China Pension Readies $300 Billion Warchest for Market Forayby
Pension funds seen entering equity market in the second half
Low returns have undermined system facing an aging population
China’s pension funds are about to become stock investors.
The country’s local retirement savings managers, which have about 2 trillion yuan ($300 billion) for investment, are handing over some of their cash to the National Council for Social Security Fund, which will oversee their investments in securities including equities. The organization will start deploying the cash in the second half, according to China International Capital Corp. and CIMB Securities.
Chinese policy makers announced the change last year in a bid to boost yields for a pension system that has long suffered low returns by limiting its investments to deposits and government bonds. For the nation’s equity markets -- which are dominated by retail investors and among the world’s worst performers this year -- the state fund’s presence is even more valuable than its cash, said Hao Hong, chief China strategist at Bocom International Holdings Co.
The NCSSF has "such a good reputation in being a value investor that if they take the lead, the signaling effect is actually quite strong," said Hong, who had predicted the start and peak of China’s equity boom last year. "It’s almost like Warren Buffett saying he is buying a stock."
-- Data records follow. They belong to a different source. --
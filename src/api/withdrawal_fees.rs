use crate::client::Executor;
use crate::error::Result;
use crate::method::ApiMethod;
use crate::models::WithdrawalFees;
use crate::transport::HttpClient;

/// Withdrawal fee operations.
#[derive(Debug)]
pub struct WithdrawalFeesApi<'a, H> {
    executor: &'a Executor<H>,
}

impl<'a, H: HttpClient> WithdrawalFeesApi<'a, H> {
    pub(crate) const fn new(executor: &'a Executor<H>) -> Self {
        Self { executor }
    }

    /// Withdrawal fee tiers, optionally narrowed to a currency and network.
    ///
    /// # Errors
    ///
    /// Returns an error if the request fails or the response is malformed.
    pub async fn list(
        &self,
        currency: Option<&str>,
        network: Option<&str>,
    ) -> Result<WithdrawalFees> {
        let method = ApiMethod::GetWithdrawalFees {
            currency: currency.map(str::to_string),
            network: network.map(str::to_string),
        };
        super::invoke(self.executor, &method).await
    }
}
The NCSSF, which oversees 1.5 trillion yuan in reserves for China’s social security system, has returned an average 8.8 percent a year since 2000, the Securities Daily reported earlier this year, citing official data. The larger pension system, on the other hand, has been locally managed and made just 2.3 percent annually through 2014, the newspaper said.
The organization’s entry will come as Shanghai stocks begin a gradual recovery that has pared their losses for the year to 16 percent from as much as 25 percent. While yuan depreciation concerns are pressuring Chinese assets lower, the economy is showing some signs of stabilizing. The nation’s foreign-exchange reserves unexpectedly climbed in June in a sign of slowing outflows, while a measure of services rose. The Shanghai Composite Index rose 0.2 percent at the close on Monday.
The entry "will be a positive event in terms of sentiment but the actual impact won’t be drastic," said Ben Bei, an analyst at CIMB Securities in Hong Kong. "The fund will tend to be prudent and the progress may be very gradual -- that is, it will enter the market over the next several years."
Venturing into China’s volatile stock markets -- where a crash erased $5 trillion of value last year -- isn’t without its risks for funds traditionally focused on more stable assets. Japan’s government pension fund, the world’s largest, may have lost about $43 billion in the second quarter, Morgan Stanley MUFG Securities Co. estimated. This adds fuel to criticism over the Government Pension Investment Fund’s decision to boost equity allocations in 2014.
Low returns are a challenge for China’s pension system, which is already facing pressure from a rapidly aging population. The country’s old-age dependency ratio -- a measure of those 65 or over per 100 people of working age -- is set to triple to 39 by 2050. The NCSSF didn’t respond to an e-mail seeking comment.
The pension funds are more likely to buy blue-chip firms, said CIMB’s Bei, while Bocom’s Hong said they’ll probably seek out shares of state-owned enterprises with low valuations. With the market down for the year, the timing is right for entry, said Hong.
Up to 30 percent of Chinese pension investments’ net value can be allocated to stocks, while the cap for bonds is 135 percent. While that means the funds can theoretically inject 600 billion yuan into shares -- compared with the Shanghai market’s 25.9 trillion yuan size -- CICC estimates that purchases this year will be limited to about 100 billion yuan. Unlike the National Social Security Fund, pension funds can only invest domestically.
While retail investors now account for about 80 percent of stock trading in China, institutions will become a bigger force as more individuals buy mutual funds or pension products, said Jason Sun, Hong Kong-based chief China strategist at Citigroup Inc.
Giving the NCSSF more ammunition may serve one more purpose: helping stabilize markets during the next rout. During last year’s tumble, policy makers armed state-run investing company China Securities Finance Corp. with more than $480 billion to try and limit declines.
"Their mandate is to make a return and make sure the fund doesn’t have a deficit," said Hong. "But in times of crisis when they’re called upon by the state, I think it will be difficult to refuse the request."